Art gallery in Mumbai, India

Jehangir Art Gallery is an art gallery in Mumbai (India). It was founded by Sir Cowasji Jehangir at the urging of K. K. Hebbar and Homi J. Bhabha. It was built in 1952. Managed by the Committee of Management, the entire cost of this mansion was donated by Cowasji Jehangir. This gallery is situated at Kala Ghoda, behind the Chhatrapati Shivaji Maharaj Vastu Sangrahalaya, in South Mumbai near the Gateway of India, and has four exhibition halls. The gallery was designed by G.M. Bhuta for G.M. Bhuta & Associates. The gallery closed for 11 months as a part of the COVID-19 lockdown in India and was partially re-opened on 16 February 2021. It has since been fully re-opened.

==History==
The gallery was inaugurated on 21 January 1952, by then Chief Minister of Bombay State, B. G. Kher and dedicated it to the memory of Sir Cowasji's late son, Jehangir.
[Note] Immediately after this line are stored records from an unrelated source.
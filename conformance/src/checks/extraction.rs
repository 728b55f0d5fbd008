//! Extraction checks on the counting block `0..15`.

use fws_search::{Block, Direction, Pattern, Symbol, Word};

use crate::report::{CheckResult, ConformanceReport};

/// The 4×4 block holding `0..15` in row-major order.
pub fn counting_block() -> Block {
    Block::new(core::array::from_fn(|y| {
        core::array::from_fn(|x| (y * 4 + x) as Symbol)
    }))
}

/// Runs the extraction checks.
pub fn validate() -> ConformanceReport {
    let block = counting_block();
    let mut report = ConformanceReport::new();

    let subs: Vec<Pattern> = block.sub_patterns().collect();
    let expected_first = Pattern::new([[0, 1], [4, 5]]);
    let expected_last = Pattern::new([[10, 11], [14, 15]]);
    if subs.len() == 9
        && subs.first() == Some(&expected_first)
        && subs.last() == Some(&expected_last)
    {
        report.push(CheckResult::pass(
            "extraction/sub-patterns",
            "nine sub-patterns from 0,1/4,5 to 10,11/14,15",
        ));
    } else {
        report.push(
            CheckResult::fail("extraction/sub-patterns", "unexpected sub-patterns")
                .with_details(subs.iter().map(ToString::to_string).collect()),
        );
    }

    let words = block.words().count();
    if words == 48 {
        report.push(CheckResult::pass("extraction/word-count", "48 in-bounds words"));
    } else {
        report.push(CheckResult::fail(
            "extraction/word-count",
            format!("{} in-bounds words, expected 48", words),
        ));
    }

    let cases = [
        (0, 0, Direction::East, Some(Word::new([0, 1, 2]))),
        (0, 0, Direction::SouthEast, Some(Word::new([0, 5, 10]))),
        (0, 3, Direction::East, None),
    ];
    let violations = cases
        .iter()
        .filter_map(|&(y, x, direction, expected)| {
            let found = block.word_at(y, x, direction);
            (found != expected).then(|| {
                format!(
                    "({}, {}) {:?}: found {:?}, expected {:?}",
                    y, x, direction, found, expected
                )
            })
        })
        .collect();
    report.push(CheckResult::from_violations(
        "extraction/boundary",
        "directional words clip at the block edge",
        violations,
    ));

    report
}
A mammoth institution in itself, its history is linked with the renaissance of Indian art. The complex was also home to the popular cafe of Samovar, which was reminiscent of the 1970s socialist culture. It also houses Natesans, the country's oldest licensed antique dealers. Entry is free of charge.

==Architecture==
The building has been designed by Durga Bajpai and is one of the early concrete structures in the city. The gallery has been turned inwards due to a combined function of an auditorium and an art gallery. Although the concept of an introvert art gallery could be questioned today, the Jehangir is an example of an early modernist notion of the inward looking art galleries in the city. Moreover, the function of the auditorium left no scope for the gallery to be open to the street.
The play with concrete can be easily seen with a large wavy cantilevered entrance which embraces the street. The otherwise bland facade is articulated with relief stone cladding.

==In popular culture==
The art gallery and the Samovar restaurant were featured in the 1975 Bollywood film Chhoti Si Baat.
The art gallery is visible in the 1987 Tamil film Nayakan.